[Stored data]
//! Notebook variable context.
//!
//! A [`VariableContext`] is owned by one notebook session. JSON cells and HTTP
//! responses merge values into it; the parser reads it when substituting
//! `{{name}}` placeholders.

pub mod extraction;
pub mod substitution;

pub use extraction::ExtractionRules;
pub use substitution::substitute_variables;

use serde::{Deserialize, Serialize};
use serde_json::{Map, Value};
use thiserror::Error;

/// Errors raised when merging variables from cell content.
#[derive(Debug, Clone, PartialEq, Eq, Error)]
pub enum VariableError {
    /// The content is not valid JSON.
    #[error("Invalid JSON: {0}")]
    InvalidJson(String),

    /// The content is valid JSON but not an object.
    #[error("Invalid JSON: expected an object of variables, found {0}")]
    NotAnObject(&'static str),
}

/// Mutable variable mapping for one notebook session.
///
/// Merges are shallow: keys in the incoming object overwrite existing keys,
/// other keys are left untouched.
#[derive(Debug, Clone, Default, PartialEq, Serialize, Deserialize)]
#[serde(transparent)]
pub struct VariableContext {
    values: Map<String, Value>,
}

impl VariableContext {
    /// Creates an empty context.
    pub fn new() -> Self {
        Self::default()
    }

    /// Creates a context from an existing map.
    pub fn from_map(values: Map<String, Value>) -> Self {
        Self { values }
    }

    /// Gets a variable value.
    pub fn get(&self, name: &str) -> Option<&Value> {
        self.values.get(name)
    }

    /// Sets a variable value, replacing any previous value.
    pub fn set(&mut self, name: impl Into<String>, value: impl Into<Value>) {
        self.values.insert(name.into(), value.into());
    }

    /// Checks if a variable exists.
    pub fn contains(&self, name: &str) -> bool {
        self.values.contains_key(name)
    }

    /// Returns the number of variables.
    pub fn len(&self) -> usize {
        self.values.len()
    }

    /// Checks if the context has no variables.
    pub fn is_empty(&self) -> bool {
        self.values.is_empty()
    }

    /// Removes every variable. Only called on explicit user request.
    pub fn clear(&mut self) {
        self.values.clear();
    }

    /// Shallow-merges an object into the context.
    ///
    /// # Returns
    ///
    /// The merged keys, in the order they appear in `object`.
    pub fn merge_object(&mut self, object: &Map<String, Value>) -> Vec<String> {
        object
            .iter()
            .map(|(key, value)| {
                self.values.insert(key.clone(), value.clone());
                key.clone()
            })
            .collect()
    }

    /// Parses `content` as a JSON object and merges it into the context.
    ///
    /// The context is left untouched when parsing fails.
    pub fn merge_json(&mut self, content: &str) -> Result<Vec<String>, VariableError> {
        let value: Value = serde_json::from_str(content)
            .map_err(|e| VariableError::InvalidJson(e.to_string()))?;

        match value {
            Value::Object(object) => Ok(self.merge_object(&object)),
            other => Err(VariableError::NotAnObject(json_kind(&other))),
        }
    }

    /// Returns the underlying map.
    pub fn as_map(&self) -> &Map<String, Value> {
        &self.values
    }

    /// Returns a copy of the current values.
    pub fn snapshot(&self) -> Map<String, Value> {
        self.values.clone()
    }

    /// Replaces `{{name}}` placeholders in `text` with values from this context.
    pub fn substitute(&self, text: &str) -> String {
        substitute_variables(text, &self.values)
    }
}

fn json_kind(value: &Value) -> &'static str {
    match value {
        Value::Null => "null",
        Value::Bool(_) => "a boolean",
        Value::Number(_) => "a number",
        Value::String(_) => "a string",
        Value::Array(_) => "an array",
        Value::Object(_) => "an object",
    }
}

--

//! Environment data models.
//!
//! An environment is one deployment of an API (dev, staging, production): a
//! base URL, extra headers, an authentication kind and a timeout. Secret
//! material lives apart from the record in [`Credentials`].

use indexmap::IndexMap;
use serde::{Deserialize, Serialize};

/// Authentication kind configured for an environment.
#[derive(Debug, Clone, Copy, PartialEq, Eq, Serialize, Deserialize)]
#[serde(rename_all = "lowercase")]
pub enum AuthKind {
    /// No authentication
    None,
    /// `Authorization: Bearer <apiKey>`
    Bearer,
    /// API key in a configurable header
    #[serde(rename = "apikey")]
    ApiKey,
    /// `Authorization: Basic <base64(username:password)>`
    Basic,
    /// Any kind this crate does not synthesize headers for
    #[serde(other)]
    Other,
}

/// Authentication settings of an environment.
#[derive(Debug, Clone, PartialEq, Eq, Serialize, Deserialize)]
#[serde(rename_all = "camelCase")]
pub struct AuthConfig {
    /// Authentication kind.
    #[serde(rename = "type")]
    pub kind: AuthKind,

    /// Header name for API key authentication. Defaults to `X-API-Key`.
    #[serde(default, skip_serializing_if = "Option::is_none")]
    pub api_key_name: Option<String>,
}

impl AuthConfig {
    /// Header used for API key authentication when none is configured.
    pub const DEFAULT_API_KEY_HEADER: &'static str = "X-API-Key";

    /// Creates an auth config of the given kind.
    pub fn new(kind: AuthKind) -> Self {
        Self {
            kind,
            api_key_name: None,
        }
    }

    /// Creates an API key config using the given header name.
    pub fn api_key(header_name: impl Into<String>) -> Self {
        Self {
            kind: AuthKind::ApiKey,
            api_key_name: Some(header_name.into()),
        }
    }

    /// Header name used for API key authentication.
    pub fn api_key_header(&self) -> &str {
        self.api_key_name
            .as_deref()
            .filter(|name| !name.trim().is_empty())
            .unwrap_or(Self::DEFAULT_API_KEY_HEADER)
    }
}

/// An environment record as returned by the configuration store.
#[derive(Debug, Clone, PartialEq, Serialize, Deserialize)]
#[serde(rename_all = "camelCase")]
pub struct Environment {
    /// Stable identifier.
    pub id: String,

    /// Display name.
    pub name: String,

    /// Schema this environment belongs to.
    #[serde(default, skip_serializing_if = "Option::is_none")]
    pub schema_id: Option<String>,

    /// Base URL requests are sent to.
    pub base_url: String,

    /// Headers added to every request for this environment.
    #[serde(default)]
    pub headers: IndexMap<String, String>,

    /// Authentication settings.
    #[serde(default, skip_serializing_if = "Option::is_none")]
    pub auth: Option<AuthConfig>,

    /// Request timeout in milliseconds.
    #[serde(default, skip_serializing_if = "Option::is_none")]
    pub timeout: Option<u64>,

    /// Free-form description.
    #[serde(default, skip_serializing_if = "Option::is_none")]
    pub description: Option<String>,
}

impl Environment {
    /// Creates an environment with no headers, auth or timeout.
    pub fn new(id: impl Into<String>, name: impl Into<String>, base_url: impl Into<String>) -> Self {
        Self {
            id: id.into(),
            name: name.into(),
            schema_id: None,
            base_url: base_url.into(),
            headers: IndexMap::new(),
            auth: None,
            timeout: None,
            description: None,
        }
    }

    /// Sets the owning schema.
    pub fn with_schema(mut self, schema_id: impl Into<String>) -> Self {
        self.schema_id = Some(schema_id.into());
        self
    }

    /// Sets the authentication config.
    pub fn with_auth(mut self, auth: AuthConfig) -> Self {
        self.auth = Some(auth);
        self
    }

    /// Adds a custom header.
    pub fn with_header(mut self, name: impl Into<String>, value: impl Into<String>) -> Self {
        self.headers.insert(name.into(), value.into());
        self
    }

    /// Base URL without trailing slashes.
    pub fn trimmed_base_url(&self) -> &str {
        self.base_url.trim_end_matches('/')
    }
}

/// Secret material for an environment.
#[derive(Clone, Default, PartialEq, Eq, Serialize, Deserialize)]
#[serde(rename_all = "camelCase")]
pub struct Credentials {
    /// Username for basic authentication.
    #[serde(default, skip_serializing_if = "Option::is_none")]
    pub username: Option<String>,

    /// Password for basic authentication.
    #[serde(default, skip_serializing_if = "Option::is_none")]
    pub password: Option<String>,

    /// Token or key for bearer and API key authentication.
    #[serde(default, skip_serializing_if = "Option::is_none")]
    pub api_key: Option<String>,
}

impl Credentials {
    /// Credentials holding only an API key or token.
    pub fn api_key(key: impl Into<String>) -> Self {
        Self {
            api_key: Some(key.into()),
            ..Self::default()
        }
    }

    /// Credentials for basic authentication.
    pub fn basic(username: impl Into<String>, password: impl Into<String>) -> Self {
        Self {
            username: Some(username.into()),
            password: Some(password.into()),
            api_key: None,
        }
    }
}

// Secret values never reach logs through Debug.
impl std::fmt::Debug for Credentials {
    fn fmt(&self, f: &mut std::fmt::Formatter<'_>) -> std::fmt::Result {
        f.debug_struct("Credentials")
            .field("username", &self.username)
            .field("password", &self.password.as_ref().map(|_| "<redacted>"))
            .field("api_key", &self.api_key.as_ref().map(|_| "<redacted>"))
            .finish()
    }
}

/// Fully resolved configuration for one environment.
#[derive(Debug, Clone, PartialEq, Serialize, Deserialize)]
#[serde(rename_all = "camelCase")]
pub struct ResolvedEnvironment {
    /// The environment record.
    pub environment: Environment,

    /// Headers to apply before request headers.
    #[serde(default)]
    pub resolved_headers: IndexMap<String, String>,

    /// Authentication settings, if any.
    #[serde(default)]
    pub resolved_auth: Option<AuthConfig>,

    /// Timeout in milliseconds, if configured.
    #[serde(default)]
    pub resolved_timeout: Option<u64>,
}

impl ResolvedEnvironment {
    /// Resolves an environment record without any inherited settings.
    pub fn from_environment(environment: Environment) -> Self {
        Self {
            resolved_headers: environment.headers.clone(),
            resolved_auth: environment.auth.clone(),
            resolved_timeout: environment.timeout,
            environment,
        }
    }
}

==

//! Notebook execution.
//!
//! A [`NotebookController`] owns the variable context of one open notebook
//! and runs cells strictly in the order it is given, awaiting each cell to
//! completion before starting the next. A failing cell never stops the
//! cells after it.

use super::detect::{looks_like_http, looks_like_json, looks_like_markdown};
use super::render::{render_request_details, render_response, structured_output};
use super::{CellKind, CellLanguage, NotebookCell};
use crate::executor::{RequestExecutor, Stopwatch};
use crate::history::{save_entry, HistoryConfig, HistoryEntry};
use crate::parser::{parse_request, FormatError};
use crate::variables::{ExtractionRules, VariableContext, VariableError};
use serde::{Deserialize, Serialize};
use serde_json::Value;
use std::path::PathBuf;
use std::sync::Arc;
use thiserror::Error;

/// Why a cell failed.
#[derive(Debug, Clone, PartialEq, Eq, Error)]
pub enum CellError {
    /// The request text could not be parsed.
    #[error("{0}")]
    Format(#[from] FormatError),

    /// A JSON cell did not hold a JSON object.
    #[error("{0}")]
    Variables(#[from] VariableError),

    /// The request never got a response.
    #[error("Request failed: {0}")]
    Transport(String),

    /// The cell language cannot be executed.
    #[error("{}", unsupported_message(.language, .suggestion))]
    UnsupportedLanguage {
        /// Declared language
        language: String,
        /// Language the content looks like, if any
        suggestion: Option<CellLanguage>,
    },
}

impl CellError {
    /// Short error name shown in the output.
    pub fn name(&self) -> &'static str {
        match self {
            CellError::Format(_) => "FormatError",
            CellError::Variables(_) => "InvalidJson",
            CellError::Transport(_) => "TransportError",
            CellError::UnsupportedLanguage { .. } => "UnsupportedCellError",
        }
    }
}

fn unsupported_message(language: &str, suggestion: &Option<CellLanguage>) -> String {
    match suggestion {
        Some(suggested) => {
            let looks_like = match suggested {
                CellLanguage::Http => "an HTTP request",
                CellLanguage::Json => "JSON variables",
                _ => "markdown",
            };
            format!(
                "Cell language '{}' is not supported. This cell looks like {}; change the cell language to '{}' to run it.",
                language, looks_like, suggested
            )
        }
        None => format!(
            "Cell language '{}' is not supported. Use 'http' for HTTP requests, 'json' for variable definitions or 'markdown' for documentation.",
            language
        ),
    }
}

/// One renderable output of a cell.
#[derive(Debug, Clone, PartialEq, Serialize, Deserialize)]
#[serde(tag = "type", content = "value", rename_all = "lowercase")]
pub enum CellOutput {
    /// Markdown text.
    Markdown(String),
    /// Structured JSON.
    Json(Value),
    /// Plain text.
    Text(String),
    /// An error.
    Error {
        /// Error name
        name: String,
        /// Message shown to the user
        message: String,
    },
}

**Your task**
All lines of the entries above where "crate" turns up should be reported.

**Response to the exercise**
    /// Any kind this crate does not synthesize headers for
use crate::executor::{RequestExecutor, Stopwatch};
use crate::history::{save_entry, HistoryConfig, HistoryEntry};
use crate::parser::{parse_request, FormatError};
use crate::variables::{ExtractionRules, VariableContext, VariableError};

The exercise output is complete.